Berechnungen

Energiekonzept offenbar weiter gediehen als bekannt

Wie das Nachrichtenmagazin "Der Spiegel" berichtet, ist das Energiekonzept der Bundesregierung weiter gediehen als bisher bekannt. Bestandteil des Konzepts sind demnach auch höhere Sicherheitsauflagen. Umweltminister Röttgen fordert angeblich bis zu 50 Milliarden Euro für die Sicherheit von Atomkraftwerken.

Netzausbau Ökostrom© Gina Sanders / Fotolia.com

Berlin (ddp/afp/red) - Bundesumweltminister Norbert Röttgen (CDU) will den Atomkraftwerksbetreibern nach Informationen des "Handelsblatts" im Falle einer Laufzeitverlängerung milliardenschwere Sicherheitsauflagen machen. Wie die Zeitung (Montagsausgabe) unter Berufung auf Sicherheitskreise berichtete, will Röttgen im Falle einer Laufzeitverlängerung von vier Jahren Investitionen in die Sicherheit der Anlagen fordern, die die Betreiber 6,2 Milliarden Euro kosten würden. Im Fall einer Verlängerung um zwölf Jahre veranschlagt der Minister demnach die notwendigen Investitionen mit 20,3 Milliarden Euro, bei 20 Jahren mit 36,2 Milliarden und bei 28 Jahren mit 49,8 Milliarden Euro.

Nach Informationen des "Spiegel" plant Röttgen, im Energiekonzept der Bundesregierung einen baulichen Schutz für alle Kernkraftwerke festzuschreiben. Diese sollten grundsätzlich gegen den Absturz eines Passagierflugzeugs vom Typ A320 geschützt sein, das etwa Terroristen gezielt auf ein Akw lenken könnten.
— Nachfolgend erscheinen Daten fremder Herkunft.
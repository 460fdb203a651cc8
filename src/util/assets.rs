use std::{borrow::Cow, sync::OnceLock};

use rust_embed::RustEmbed;

/// Embed the entire `assets/` directory into the binary.
#[derive(RustEmbed)]
#[folder = "assets"]
struct EmbeddedAssets;

static MAIN_CSS: OnceLock<String> = OnceLock::new();
static TAILWIND_CSS: OnceLock<String> = OnceLock::new();

/// Returns the contents of `assets/main.css`.
pub fn main_css() -> &'static str {
    MAIN_CSS
        .get_or_init(|| load_text("/assets/main.css").unwrap_or_default())
        .as_str()
}

/// Returns the generated Tailwind build, or an empty sheet when it was not generated.
pub fn tailwind_css() -> &'static str {
    TAILWIND_CSS
        .get_or_init(|| load_text("/assets/tailwind.css").unwrap_or_default())
        .as_str()
}

fn load_text(path: &str) -> Option<String> {
    let Some(asset) = load_asset(path) else {
        log::warn!("Embedded asset {path} not found; continuing without it");
        return None;
    };
    match String::from_utf8(asset.into_owned()) {
        Ok(text) => Some(text),
        Err(_) => {
            log::warn!("Embedded asset {path} is not valid UTF-8");
            None
        }
    }
}

fn load_asset(path: &str) -> Option<Cow<'static, [u8]>> {
    EmbeddedAssets::get(&canonical_asset_path(path)).map(|file| file.data)
}

fn canonical_asset_path(path: &str) -> String {
    let trimmed = path.trim_start_matches('/');
    trimmed
        .strip_prefix("assets/")
        .unwrap_or(trimmed)
        .to_string()
}

#[cfg(test)]
mod tests {
    use super::*;

    #[test]
    fn asset_paths_are_canonicalized() {
        assert_eq!(canonical_asset_path("/assets/main.css"), "main.css");
        assert_eq!(canonical_asset_path("main.css"), "main.css");
    }

    #[test]
    fn main_stylesheet_is_embedded() {
        assert!(main_css().contains(".funnel-step"));
    }
}
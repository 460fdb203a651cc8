pub const APP_NAME: &str = "Identity Uplift Calculator";
pub const APP_VERSION: &str = env!("CARGO_PKG_VERSION");
pub const GIT_TAG: Option<&str> = option_env!("GIT_TAG");

pub fn version_label() -> String {
    match GIT_TAG {
        Some(tag) if tag.starts_with(['v', 'V']) => tag.to_string(),
        Some(tag) => format!("v{tag}"),
        None => format!("v{}", APP_VERSION),
    }
}

pub fn window_title() -> String {
    format!("{APP_NAME} {}", version_label())
}

#[cfg(test)]
mod tests {
    use super::*;

    #[test]
    fn label_is_prefixed_with_v() {
        assert!(version_label().starts_with('v'));
        assert!(window_title().starts_with(APP_NAME));
    }
}
use dioxus::prelude::*;

use crate::{
    app::Route,
    domain::{
        format::{format_fraction, format_roi, format_usd, format_usd_compact},
        recommendations, render_report, AppState, Priority, Recommendation,
    },
    ui::{
        components::{
            kpi_card::KpiCard,
            model_comparison::ModelComparisonCards,
            projection_table::ProjectionTable,
            toast::{push_toast, ToastKind, ToastMessage},
        },
        theme,
    },
    util::persistence::export_report,
};

#[component]
pub fn ReportPage() -> Element {
    let state = use_context::<Signal<AppState>>();
    let toasts = use_context::<Signal<Vec<ToastMessage>>>();
    let nav = use_navigator();

    let snapshot = state.with(|st| st.clone());
    let posture = snapshot.posture;

    let Some(lead) = snapshot.lead.clone() else {
        return rsx! {
            div { class: "mx-auto max-w-xl space-y-4 text-center",
                h2 { class: "text-2xl font-semibold text-slate-100", "Your report is almost ready" }
                p { class: "text-sm {theme::text_muted()}", "Tell us who it is for and we will unlock the full projection." }
                button {
                    class: "{theme::btn_primary(posture)}",
                    onclick: move |_| { nav.push(Route::Contact {}); },
                    "Add contact details"
                }
            }
        };
    };

    let projection = match snapshot.projection() {
        Ok(projection) => projection,
        Err(err) => {
            let message = err.to_string();
            return rsx! {
                div { class: "mx-auto max-w-xl space-y-4",
                    div { class: "rounded-xl border border-rose-500/40 bg-rose-500/10 px-4 py-3 text-sm text-rose-200",
                        "The scenario cannot be projected: {message}"
                    }
                    button {
                        class: "{theme::btn_secondary()}",
                        onclick: move |_| { nav.push(Route::Assumptions {}); },
                        "Fix assumptions"
                    }
                }
            };
        }
    };

    let composite = snapshot.composite();
    let advice = recommendations(&composite, &projection);
    let report_text = render_report(Some(&lead), &composite, &projection, &advice);
    let summary = projection.summary.clone();

    let payback = summary
        .payback_month
        .map(|month| format!("Month {month}"))
        .unwrap_or_else(|| "Not within 36 months".to_string());
    let net_gain_caption = summary
        .net_gain_pct
        .map(|pct| format!("{pct:+.1}% on base revenue"))
        .unwrap_or_else(|| "No base revenue to compare".to_string());
    let capi_caption = match projection.capi.cap_threshold {
        Some(threshold) => format!("Campaign cap engages above {}", format_usd_compact(threshold)),
        None => "No campaign cap".to_string(),
    };

    let on_copy = {
        let toasts = toasts.clone();
        let text = report_text.clone();
        move |_| {
            copy_to_clipboard(&text);
            push_toast(toasts.clone(), ToastKind::Info, "Report copied to clipboard.");
        }
    };

    let on_export = {
        let toasts = toasts.clone();
        let text = report_text.clone();
        let stem = format!("{} uplift report", lead.company);
        move |_| match export_report(&stem, &text) {
            Ok(path) => push_toast(
                toasts.clone(),
                ToastKind::Success,
                format!("Saved report to {}", path.display()),
            ),
            Err(err) => {
                log::warn!("Report export failed: {err}");
                push_toast(
                    toasts.clone(),
                    ToastKind::Error,
                    format!("Could not save the report: {err}"),
                );
            }
        }
    };

    rsx! {
        div { class: "space-y-8",
            section { class: "flex flex-wrap items-end justify-between gap-4",
                div { class: "space-y-1",
                    h2 { class: "text-2xl font-semibold text-slate-100", "{lead.company}: identity uplift outlook" }
                    p { class: "text-sm {theme::text_muted()}",
                        "{projection.posture.label()} posture · {projection.scope.label()} · {projection.model.kind().label()}"
                    }
                }
                div { class: "flex gap-2",
                    button { class: "{theme::btn_secondary()}", onclick: on_copy, "Copy report" }
                    button { class: "{theme::btn_primary(posture)}", onclick: on_export, "Save as text" }
                }
            }

            section { class: "grid gap-4 sm:grid-cols-4",
                KpiCard {
                    title: "36-month net gain".to_string(),
                    value: format_usd_compact(summary.total_net_gain),
                    caption: Some(net_gain_caption),
                    posture,
                    negative: summary.total_net_gain < 0.0,
                }
                KpiCard {
                    title: "Incremental revenue".to_string(),
                    value: format_usd_compact(summary.total_incremental),
                    caption: Some(format!("Vendor share {}", format_usd_compact(summary.total_vendor_share))),
                    posture,
                }
                KpiCard {
                    title: "ROI".to_string(),
                    value: format_roi(summary.roi_multiple),
                    caption: Some("Incremental revenue per dollar of vendor share".to_string()),
                    posture,
                }
                KpiCard {
                    title: "Payback".to_string(),
                    value: payback,
                    caption: Some(format!("Value suppressed {}", format_usd_compact(summary.total_value_suppressed))),
                    posture,
                }
            }

            section { class: "grid gap-4 sm:grid-cols-3",
                KpiCard {
                    title: "Addressability uplift".to_string(),
                    value: format!("{}/yr", format_usd_compact(projection.addressability.annual_revenue)),
                    caption: Some(format!(
                        "Match rate {} → {}",
                        format_fraction(projection.addressability.baseline_rate),
                        format_fraction(projection.addressability.improved_rate)
                    )),
                    posture,
                }
                KpiCard {
                    title: "CAPI campaigns".to_string(),
                    value: format!("{}/yr", format_usd_compact(projection.capi.annual_net_to_publisher)),
                    caption: Some(capi_caption),
                    posture,
                }
                KpiCard {
                    title: "ID infrastructure savings".to_string(),
                    value: format!("{}/yr", format_usd(projection.id_infrastructure_savings)),
                    caption: Some("Reported separately from net gain".to_string()),
                    posture,
                }
            }

            ProjectionTable {
                months: projection.months.clone(),
                yearly: summary.yearly.clone(),
                payback_month: summary.payback_month,
                posture,
            }

            section { class: "space-y-3",
                h3 { class: "{theme::section_title()}", "Commercial models compared" }
                ModelComparisonCards {
                    comparison: projection.comparison.clone(),
                    selected: projection.model.kind(),
                }
            }

            section { class: "space-y-3",
                h3 { class: "{theme::section_title()}", "Recommendations" }
                ul { class: "space-y-3",
                    for item in advice {
                        RecommendationItem { item }
                    }
                }
            }
        }
    }
}

#[component]
fn RecommendationItem(item: Recommendation) -> Element {
    let badge = match item.priority {
        Priority::High => "border-rose-500/40 text-rose-200",
        Priority::Medium => "border-amber-500/40 text-amber-200",
        Priority::Low => "border-slate-600 text-slate-300",
    };

    rsx! {
        li { class: "{theme::panel_solid()} px-4 py-3",
            div { class: "flex items-center gap-3",
                span {
                    class: "rounded-full border px-2 py-0.5 text-[10px] font-semibold uppercase tracking-wide {badge}",
                    "{item.priority.label()}"
                }
                p { class: "text-sm font-semibold text-slate-100", "{item.title}" }
            }
            p { class: "mt-1 text-sm text-slate-400", "{item.detail}" }
        }
    }
}

fn copy_to_clipboard(text: &str) {
    let payload = serde_json::to_string(text).unwrap_or_else(|_| "\"\"".to_string());
    let script = format!(
        r#"(async () => {{
            const data = {payload};
            if (navigator.clipboard && navigator.clipboard.writeText) {{
                try {{ await navigator.clipboard.writeText(data); return true; }} catch (_err) {{}}
            }}
            const area = document.createElement('textarea');
            area.value = data;
            area.style.position = 'fixed';
            area.style.opacity = '0';
            document.body.appendChild(area);
            area.select();
            const ok = document.execCommand('copy');
            document.body.removeChild(area);
            return ok;
        }})()"#
    );
    let eval = document::eval(&script);
    spawn(async move {
        if let Err(err) = eval.await {
            log::warn!("Clipboard copy failed: {err:?}");
        }
    });
}
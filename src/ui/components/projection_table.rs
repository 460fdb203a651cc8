use dioxus::prelude::*;

use crate::domain::{
    format::{format_usd, format_usd_compact},
    projection::YearTotals,
    ProjectionMonth, RiskPosture,
};
use crate::ui::theme;

#[derive(Clone, Copy, PartialEq, Eq)]
enum Granularity {
    Yearly,
    Monthly,
}

#[component]
pub fn ProjectionTable(
    months: Vec<ProjectionMonth>,
    yearly: Vec<YearTotals>,
    payback_month: Option<u32>,
    posture: RiskPosture,
) -> Element {
    let mut granularity = use_signal(|| Granularity::Yearly);
    let current = granularity();

    rsx! {
        div {
            class: "{theme::panel_solid()} overflow-hidden",
            header {
                class: "flex flex-wrap items-center justify-between gap-2 border-b border-slate-800 px-4 py-3",
                h3 { class: "text-sm font-semibold text-slate-200", "36-month projection" }
                div { class: "flex gap-2",
                    button {
                        class: toggle_class(current == Granularity::Yearly, posture),
                        onclick: move |_| granularity.set(Granularity::Yearly),
                        "By year"
                    }
                    button {
                        class: toggle_class(current == Granularity::Monthly, posture),
                        onclick: move |_| granularity.set(Granularity::Monthly),
                        "By month"
                    }
                }
            }
            if months.is_empty() {
                p { class: "px-4 py-6 text-sm text-slate-500", "No projection available yet." }
            } else if current == Granularity::Yearly {
                table {
                    class: "projection-table min-w-full divide-y divide-slate-800 text-sm",
                    thead {
                        class: "{theme::table_header(posture)} text-left",
                        tr {
                            th { class: "px-4 py-3 font-medium", "Year" }
                            th { class: "px-4 py-3 font-medium text-right", "Incremental" }
                            th { class: "px-4 py-3 font-medium text-right", "Vendor share" }
                            th { class: "px-4 py-3 font-medium text-right", "Net gain" }
                            th { class: "px-4 py-3 font-medium text-right", "Value suppressed" }
                        }
                    }
                    tbody {
                        class: "divide-y divide-slate-800",
                        for year in yearly {
                            tr {
                                class: "hover:bg-slate-800/40",
                                td { class: "px-4 py-3 font-medium text-slate-100", "Year {year.year}" }
                                td { class: "px-4 py-3 text-right text-slate-300", "{format_usd(year.incremental_revenue)}" }
                                td { class: "px-4 py-3 text-right text-slate-300", "{format_usd(year.vendor_share)}" }
                                td { class: "px-4 py-3 text-right {theme::signed_value(year.net_gain)}", "{format_usd(year.net_gain)}" }
                                td { class: "px-4 py-3 text-right text-slate-400", "{format_usd(year.value_suppressed)}" }
                            }
                        }
                    }
                }
            } else {
                div { class: "max-h-[28rem] overflow-y-auto",
                    table {
                        class: "projection-table min-w-full divide-y divide-slate-800 text-sm",
                        thead {
                            class: "sticky top-0 z-10 bg-slate-900 text-left text-xs uppercase tracking-wide text-slate-500",
                            tr {
                                th { class: "px-4 py-3 font-medium", "Month" }
                                th { class: "px-4 py-3 font-medium text-right", "Ramp" }
                                th { class: "px-4 py-3 font-medium text-right", "Incremental" }
                                th { class: "px-4 py-3 font-medium text-right", "Vendor share" }
                                th { class: "px-4 py-3 font-medium text-right", "Net gain" }
                                th { class: "px-4 py-3 font-medium text-right", "Cumulative net" }
                            }
                        }
                        tbody {
                            class: "divide-y divide-slate-800",
                            for month in months {
                                tr {
                                    class: row_class(Some(month.month) == payback_month),
                                    td { class: "px-4 py-2 font-medium text-slate-100", "{month.month}" }
                                    td { class: "px-4 py-2 text-right text-slate-400", {format!("{:.0}%", month.ramp * 100.0)} }
                                    td { class: "px-4 py-2 text-right text-slate-300", "{format_usd_compact(month.incremental_revenue)}" }
                                    td { class: "px-4 py-2 text-right text-slate-300", "{format_usd_compact(month.vendor_share)}" }
                                    td { class: "px-4 py-2 text-right {theme::signed_value(month.publisher_net_gain)}", "{format_usd_compact(month.publisher_net_gain)}" }
                                    td { class: "px-4 py-2 text-right {theme::signed_value(month.cumulative_net_gain)}", "{format_usd_compact(month.cumulative_net_gain)}" }
                                }
                            }
                        }
                    }
                }
            }
        }
    }
}

fn toggle_class(active: bool, posture: RiskPosture) -> &'static str {
    if active {
        theme::btn_small_active(posture)
    } else {
        theme::btn_small_inactive()
    }
}

fn row_class(is_payback: bool) -> &'static str {
    if is_payback {
        "bg-emerald-500/10"
    } else {
        "hover:bg-slate-800/40"
    }
}
#[derive(Clone, Debug, PartialEq, Serialize, Deserialize)]
pub struct ProjectionSummary {
    pub model: ModelKind,
    pub total_base_revenue: f64,
    pub total_incremental: f64,
    pub total_vendor_share: f64,
    pub total_net_gain: f64,
    pub total_value_suppressed: f64,
    /// Incremental revenue per unit of vendor share; `None` when nothing was paid.
    pub roi_multiple: Option<f64>,
    /// Net gain as a percentage of base revenue; `None` without base revenue.
    pub net_gain_pct: Option<f64>,
    /// First month whose cumulative net gain is positive.
    pub payback_month: Option<u32>,
    pub yearly: Vec<YearTotals>,
}

#[derive(Clone, Debug, PartialEq, Serialize, Deserialize)]
pub struct AddressabilityUplift {
    pub baseline_rate: f64,
    pub improved_rate: f64,
    pub gain: f64,
    pub monthly_revenue: f64,
    pub annual_revenue: f64,
}

#[derive(Clone, Debug, PartialEq, Serialize, Deserialize)]
pub struct CapiUplift {
    pub campaigns_per_year: u32,
    pub campaign: CampaignEconomics,
    pub monthly_revenue: f64,
    pub annual_net_to_publisher: f64,
    pub cap_threshold: Option<f64>,
}

#[derive(Clone, Debug, PartialEq, Serialize, Deserialize)]
pub struct ModelComparison {
    pub model: ModelKind,
    pub total_vendor_share: f64,
    pub total_net_gain: f64,
    pub total_value_suppressed: f64,
    pub roi_multiple: Option<f64>,
}
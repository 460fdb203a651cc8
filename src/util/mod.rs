//! Platform plumbing: embedded assets, on-disk persistence and build metadata.

pub mod assets;
pub mod persistence;
pub mod version;
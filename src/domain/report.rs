//! Plain-text personalised report, used for clipboard copy and file export.

use super::{
    entities::CompositeInputs,
    format::{format_fraction, format_pageviews, format_roi, format_usd},
    lead::LeadRecord,
    projection::Projection,
    recommendation::Recommendation,
};

pub const REPORT_TITLE: &str = "Identity Uplift Report";

pub fn render_report(
    lead: Option<&LeadRecord>,
    composite: &CompositeInputs,
    projection: &Projection,
    recommendations: &[Recommendation],
) -> String {
    let mut lines = vec![REPORT_TITLE.to_string(), "=".repeat(REPORT_TITLE.len())];

    if let Some(lead) = lead {
        lines.push(format!("Prepared for {} ({})", lead.full_name(), lead.company));
        lines.push(format!("Contact: {}", lead.email));
    }
    lines.push(format!(
        "Scenario: {} posture, {}, {}",
        projection.posture.label(),
        projection.scope.label(),
        projection.model.kind().label()
    ));
    lines.push(String::new());

    lines.push("Portfolio".to_string());
    if composite.is_default() {
        lines.push("  No domains selected; industry defaults applied.".to_string());
    } else {
        lines.push(format!(
            "  {} domains, {} monthly pageviews",
            composite.domain_count,
            format_pageviews(composite.monthly_pageviews)
        ));
    }
    lines.push(format!(
        "  Display CPM ${:.2}, video CPM ${:.2}, display share {}",
        projection.inputs.display_cpm,
        projection.inputs.video_cpm,
        format_fraction(projection.inputs.display_share)
    ));
    lines.push(format!(
        "  Safari/iOS traffic {}, tech-savvy audience {}",
        format_fraction(projection.inputs.safari_share),
        format_fraction(projection.inputs.tech_savvy)
    ));
    lines.push(String::new());

    let summary = &projection.summary;
    lines.push("36-month outlook".to_string());
    lines.push(format!(
        "  Incremental revenue   {}",
        format_usd(summary.total_incremental)
    ));
    lines.push(format!(
        "  Vendor share          {}",
        format_usd(summary.total_vendor_share)
    ));
    lines.push(format!(
        "  Net to publisher      {}",
        format_usd(summary.total_net_gain)
    ));
    lines.push(format!(
        "  ROI multiple          {}",
        format_roi(summary.roi_multiple)
    ));
    lines.push(format!(
        "  Net gain vs. base     {}",
        summary
            .net_gain_pct
            .map(|pct| format!("{pct:.1}%"))
            .unwrap_or_else(|| "n/a".to_string())
    ));
    lines.push(format!(
        "  Payback               {}",
        summary
            .payback_month
            .map(|month| format!("month {month}"))
            .unwrap_or_else(|| "not within horizon".to_string())
    ));
    lines.push(String::new());

    lines.push("Uplift drivers (steady state)".to_string());
    lines.push(format!(
        "  Addressability {} -> {}: {} / month",
        format_fraction(projection.addressability.baseline_rate),
        format_fraction(projection.addressability.improved_rate),
        format_usd(projection.addressability.monthly_revenue)
    ));
    lines.push(format!(
        "  CAPI campaigns ({} / year): {} / month",
        projection.capi.campaigns_per_year,
        format_usd(projection.capi.monthly_revenue)
    ));
    lines.push(format!(
        "  ID infrastructure savings: {} / year",
        format_usd(projection.id_infrastructure_savings)
    ));
    lines.push(String::new());

    lines.push("By year".to_string());
    for year in &summary.yearly {
        lines.push(format!(
            "  Year {}: incremental {}, vendor {}, net {}",
            year.year,
            format_usd(year.incremental_revenue),
            format_usd(year.vendor_share),
            format_usd(year.net_gain)
        ));
    }
    lines.push(String::new());

    lines.push("Commercial models".to_string());
    for entry in &projection.comparison {
        lines.push(format!(
            "  {:<16} net {}, vendor {}, suppressed {}, ROI {}",
            entry.model.label(),
            format_usd(entry.total_net_gain),
            format_usd(entry.total_vendor_share),
            format_usd(entry.total_value_suppressed),
            format_roi(entry.roi_multiple)
        ));
    }

    if !recommendations.is_empty() {
        lines.push(String::new());
        lines.push("Recommendations".to_string());
        for item in recommendations {
            lines.push(format!("  [{}] {}", item.priority.label(), item.title));
            lines.push(format!("      {}", item.detail));
        }
    }

    lines.join("\n")
}
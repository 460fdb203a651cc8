pub mod domain_picker;
pub mod kpi_card;
pub mod model_comparison;
pub mod projection_table;
pub mod toast;
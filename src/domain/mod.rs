//! Aggregation and projection engine behind the uplift funnel.

pub mod aggregate;
pub mod app_state;
pub mod benchmarks;
pub mod catalog;
pub mod commercial;
pub mod entities;
pub mod format;
pub mod lead;
pub mod projection;
pub mod recommendation;
pub mod report;
pub mod scenario;

pub use aggregate::{aggregate_domains, pageview_weights};
pub use app_state::AppState;
pub use benchmarks::{
    Assumption, AssumptionOverrides, BenchmarkTable, RiskPosture, ValidationError,
};
pub use commercial::{
    campaign_cap_threshold, AlternativeTerms, AnnualCapTerms, CampaignEconomics, CommercialModel, FlatFeeTerms,
    ModelKind, RevenueShareTerms,
};
pub use entities::{AudienceProfile, CompositeInputs, DomainCategory, PublisherDomain};
pub use lead::{LeadField, LeadForm, LeadRecord, LeadValidationError};
pub use projection::{
    project, ramp_multiplier, ModelComparison, Projection, ProjectionMonth, ProjectionRequest,
    ProjectionSummary, HORIZON_MONTHS,
};
pub use recommendation::{recommendations, Priority, Recommendation};
pub use report::render_report;
pub use scenario::{DeploymentScope, ScenarioInputs, SliderSpec};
Laut "Spiegel" bräuchte eine ganze Reihe der Atomkraftwerke eine komplett neue Schutzhülle aus Beton, falls Röttgens Pläne umgesetzt werden.

Laut "Handelsblatt" sind die Milliardensummen Bestandteil der Energieszenarien, die Prognos und das Energiewirtschaftliche Institut der Universität zu Köln (EWI) für die Bundesregierung errechnet haben. Die jeweiligen Verlängerungsszenarien wurden demnach in jeweils zwei Varianten berechnet: Einmal mit den geplanten Sicherheitsauflagen des Umweltministeriums, einmal mit wesentlich geringeren Pauschbeträgen. Die Betreiber der Atomkraftwerke argumentieren, zu hohe Sicherheitsauflagen könnten den Betrieb vieler Anlagen unrentabel machen.

Nach Angaben des Bundesumweltministeriums ist jedoch noch nichts entschieden. "Zu Fragen der Sicherheitsauflagen und zu den konkreten Einzelmaßnahmen des Energiekonzeptes zum Ausbau der erneuerbaren Energien werden innerhalb der Bundesregierung und mit den Regierungsfraktionen noch ausführliche Gespräche geführt, bevor Entscheidungen fallen", sagte ein Ministeriumssprecher. Der Kabinettsbeschluss für das Energiekonzept ist für den 28. September angesetzt.